▶ EXERCISE BRIEF:
In full and word for word, copy the records that follow.

▶ Stored items:
BEGIN
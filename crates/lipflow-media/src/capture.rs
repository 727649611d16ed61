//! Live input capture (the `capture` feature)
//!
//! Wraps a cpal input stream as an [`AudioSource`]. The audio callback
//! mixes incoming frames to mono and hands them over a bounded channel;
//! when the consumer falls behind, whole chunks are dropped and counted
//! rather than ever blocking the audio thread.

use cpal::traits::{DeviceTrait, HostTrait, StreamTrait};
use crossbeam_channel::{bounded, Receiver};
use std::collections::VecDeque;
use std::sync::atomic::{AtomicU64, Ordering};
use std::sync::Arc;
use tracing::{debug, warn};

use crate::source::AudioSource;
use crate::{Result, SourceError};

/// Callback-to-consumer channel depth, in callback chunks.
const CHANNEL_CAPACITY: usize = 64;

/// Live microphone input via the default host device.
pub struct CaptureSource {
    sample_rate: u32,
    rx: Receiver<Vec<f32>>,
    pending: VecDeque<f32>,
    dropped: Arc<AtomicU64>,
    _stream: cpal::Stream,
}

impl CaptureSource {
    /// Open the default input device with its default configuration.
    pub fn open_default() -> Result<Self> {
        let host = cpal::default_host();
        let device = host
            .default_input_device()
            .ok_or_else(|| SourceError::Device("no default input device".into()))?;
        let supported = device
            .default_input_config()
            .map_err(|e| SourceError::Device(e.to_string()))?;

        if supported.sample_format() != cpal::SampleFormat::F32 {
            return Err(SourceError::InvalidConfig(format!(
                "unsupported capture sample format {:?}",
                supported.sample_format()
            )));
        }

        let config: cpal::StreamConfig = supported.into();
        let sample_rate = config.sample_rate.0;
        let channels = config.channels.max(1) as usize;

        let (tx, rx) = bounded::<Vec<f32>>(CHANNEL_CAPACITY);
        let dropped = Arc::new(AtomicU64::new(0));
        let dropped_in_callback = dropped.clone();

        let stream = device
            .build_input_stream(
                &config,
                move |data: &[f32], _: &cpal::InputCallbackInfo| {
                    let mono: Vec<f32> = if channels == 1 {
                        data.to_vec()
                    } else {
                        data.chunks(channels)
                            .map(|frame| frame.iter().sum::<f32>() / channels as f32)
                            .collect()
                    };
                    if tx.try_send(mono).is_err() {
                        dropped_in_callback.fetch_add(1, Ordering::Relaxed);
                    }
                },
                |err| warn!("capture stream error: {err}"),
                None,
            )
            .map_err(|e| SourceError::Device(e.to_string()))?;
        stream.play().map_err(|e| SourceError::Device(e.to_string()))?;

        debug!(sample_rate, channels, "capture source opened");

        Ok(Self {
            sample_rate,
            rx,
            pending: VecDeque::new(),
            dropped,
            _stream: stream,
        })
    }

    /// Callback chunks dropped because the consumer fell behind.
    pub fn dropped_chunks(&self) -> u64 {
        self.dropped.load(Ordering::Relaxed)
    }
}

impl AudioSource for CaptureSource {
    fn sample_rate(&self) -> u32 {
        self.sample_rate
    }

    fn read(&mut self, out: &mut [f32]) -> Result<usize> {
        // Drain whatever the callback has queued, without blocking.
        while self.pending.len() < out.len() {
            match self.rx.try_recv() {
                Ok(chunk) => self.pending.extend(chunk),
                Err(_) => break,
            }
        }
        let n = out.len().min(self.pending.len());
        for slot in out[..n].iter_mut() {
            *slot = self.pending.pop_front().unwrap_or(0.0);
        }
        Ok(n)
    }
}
END
▶ REPLY TO THE TASK:
filename crates/lipflow-media/src/capture.rs
repository 727649611d16ed61
//! Live input capture (the `capture` feature)
//!
//! Wraps a cpal input stream as an [`AudioSource`]. The audio callback
//! mixes incoming frames to mono and hands them over a bounded channel;
//! when the consumer falls behind, whole chunks are dropped and counted
//! rather than ever blocking the audio thread.

use cpal::traits::{DeviceTrait, HostTrait, StreamTrait};
use crossbeam_channel::{bounded, Receiver};
use std::collections::VecDeque;
use std::sync::atomic::{AtomicU64, Ordering};
use std::sync::Arc;
use tracing::{debug, warn};

use crate::source::AudioSource;
use crate::{Result, SourceError};

/// Callback-to-consumer channel depth, in callback chunks.
const CHANNEL_CAPACITY: usize = 64;

/// Live microphone input via the default host device.
pub struct CaptureSource {
    sample_rate: u32,
    rx: Receiver<Vec<f32>>,
    pending: VecDeque<f32>,
    dropped: Arc<AtomicU64>,
    _stream: cpal::Stream,
}

impl CaptureSource {
    /// Open the default input device with its default configuration.
    pub fn open_default() -> Result<Self> {
        let host = cpal::default_host();
        let device = host
            .default_input_device()
            .ok_or_else(|| SourceError::Device("no default input device".into()))?;
        let supported = device
            .default_input_config()
            .map_err(|e| SourceError::Device(e.to_string()))?;

        if supported.sample_format() != cpal::SampleFormat::F32 {
            return Err(SourceError::InvalidConfig(format!(
                "unsupported capture sample format {:?}",
                supported.sample_format()
            )));
        }

        let config: cpal::StreamConfig = supported.into();
        let sample_rate = config.sample_rate.0;
        let channels = config.channels.max(1) as usize;

        let (tx, rx) = bounded::<Vec<f32>>(CHANNEL_CAPACITY);
        let dropped = Arc::new(AtomicU64::new(0));
        let dropped_in_callback = dropped.clone();

        let stream = device
            .build_input_stream(
                &config,
                move |data: &[f32], _: &cpal::InputCallbackInfo| {
                    let mono: Vec<f32> = if channels == 1 {
                        data.to_vec()
                    } else {
                        data.chunks(channels)
                            .map(|frame| frame.iter().sum::<f32>() / channels as f32)
                            .collect()
                    };
                    if tx.try_send(mono).is_err() {
                        dropped_in_callback.fetch_add(1, Ordering::Relaxed);
                    }
                },
                |err| warn!("capture stream error: {err}"),
                None,
            )
            .map_err(|e| SourceError::Device(e.to_string()))?;
        stream.play().map_err(|e| SourceError::Device(e.to_string()))?;

        debug!(sample_rate, channels, "capture source opened");

        Ok(Self {
            sample_rate,
            rx,
            pending: VecDeque::new(),
            dropped,
            _stream: stream,
        })
    }

    /// Callback chunks dropped because the consumer fell behind.
    pub fn dropped_chunks(&self) -> u64 {
        self.dropped.load(Ordering::Relaxed)
    }
}

impl AudioSource for CaptureSource {
    fn sample_rate(&self) -> u32 {
        self.sample_rate
    }

    fn read(&mut self, out: &mut [f32]) -> Result<usize> {
        // Drain whatever the callback has queued, without blocking.
        while self.pending.len() < out.len() {
            match self.rx.try_recv() {
                Ok(chunk) => self.pending.extend(chunk),
                Err(_) => break,
            }
        }
        let n = out.len().min(self.pending.len());
        for slot in out[..n].iter_mut() {
            *slot = self.pending.pop_front().unwrap_or(0.0);
        }
        Ok(n)
    }
}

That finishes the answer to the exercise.